Always striving for transparency, the Albany City Council could do something to further that cause by making a change concerning its executive meetings, which shut the public out.
On Monday, the council spent nearly two hours on routine topics during its virtual work session, held via Zoom. Then it went into an executive session and spent the better part of the next hour behind closed doors — turned-off computer screens, actually — to talk about labor negotiations. It invited the public to wait until the screens would be live again.
I learned about this because I was using my wife’s computer to follow the meeting. As a consequence, Zoom didn’t know I was a reporter who is normally allowed, by state law, to sit in on executive sessions.
During normal times, when meetings are actual and not virtual, the audience is ushered out of the room during executive sessions and told to wait outside until they’re called back in.
Why would anyone wait very long for a council meeting to resume? Because sometimes the most interesting developments are the unscheduled items that come up last, when each member has a chance to bring up anything of interest or concern. Sometimes these are newsworthy, and that’s why reporters hang around.
But Monday night, the council resumed its regular meeting for just a couple of minutes and then adjourned. None of the members had anything to say.
If the council wanted to be considerate of the public it is always encouraging to attend, it would schedule executive sessions not in the middle of regular meetings, but before the official starting time or at the end. This simple change wouldn’t cost anything, But it would avoid insulting the audience by telling them to get lost for a while and cool their heels.

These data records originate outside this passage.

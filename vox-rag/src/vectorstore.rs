//! Vector store trait for storing and searching vector embeddings.

use async_trait::async_trait;

use crate::document::{IndexedVector, ScoredVector};
use crate::error::Result;

/// A storage backend for vector embeddings with similarity search.
///
/// Implementations manage named collections of [`IndexedVector`]s. Every
/// vector in a collection has the dimensionality the collection was created
/// with. Backends are responsible for their own internal concurrency control;
/// callers share them behind an `Arc` without extra locking.
///
/// # Example
///
/// ```rust,ignore
/// use vox_rag::{InMemoryVectorStore, VectorStore};
///
/// let store = InMemoryVectorStore::new();
/// store.create_collection("docs", 384).await?;
/// store.upsert("docs", &vectors).await?;
/// let hits = store.search("docs", &query_embedding, 3).await?;
/// ```
#[async_trait]
pub trait VectorStore: Send + Sync {
    /// Whether a collection with this name exists.
    async fn collection_exists(&self, name: &str) -> Result<bool>;

    /// Create a named collection. No-op if it already exists.
    async fn create_collection(&self, name: &str, dimensions: usize) -> Result<()>;

    /// Insert or replace vectors in a collection as a single write.
    async fn upsert(&self, collection: &str, vectors: &[IndexedVector]) -> Result<()>;

    /// Search for the `top_k` most similar vectors to the given embedding.
    ///
    /// Returns results ordered by descending cosine similarity.
    async fn search(
        &self,
        collection: &str,
        embedding: &[f32],
        top_k: usize,
    ) -> Result<Vec<ScoredVector>>;

    /// Number of vectors stored in a collection.
    async fn count(&self, collection: &str) -> Result<u64>;

    /// Backend name used in logs and error messages.
    fn name(&self) -> &str;
}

A more fundamental change would be this: Discuss things in public except in very rare circumstances. Labor relations? Why can’t the public be told what the unions want, or that there’s an impasse, or an agreement, or whatever else the situation is? (hh)
Sssshhh, we’re supposed to enjoy being told what to do, what to think and when to do it.
Your suggestion is too practical for politicians to grasp
“Alley” a walking passage once upon a time. In the eastern city of my childhood, it was a service-way for deliveries, trash/garbage pickup , hucksters, as well as a play area in a residential neighborhood.
You meant to send this comment in response to the alley story, not this one, right?
LOL
HH
Yes
Got disoriented in the sea of ads
Easy fix! I would always change the agenda to have the executive session be after Business from the Public and the City Manager report. So if there was no action needing to be made from executive session, then the meeting adjourned. The public didn’t need to be hanging on waiting around an hour to go back into regular session, like we did last night.
By the way Hasso, your cat looks just like my old Bernie who passed away in December. Orange cats are the best!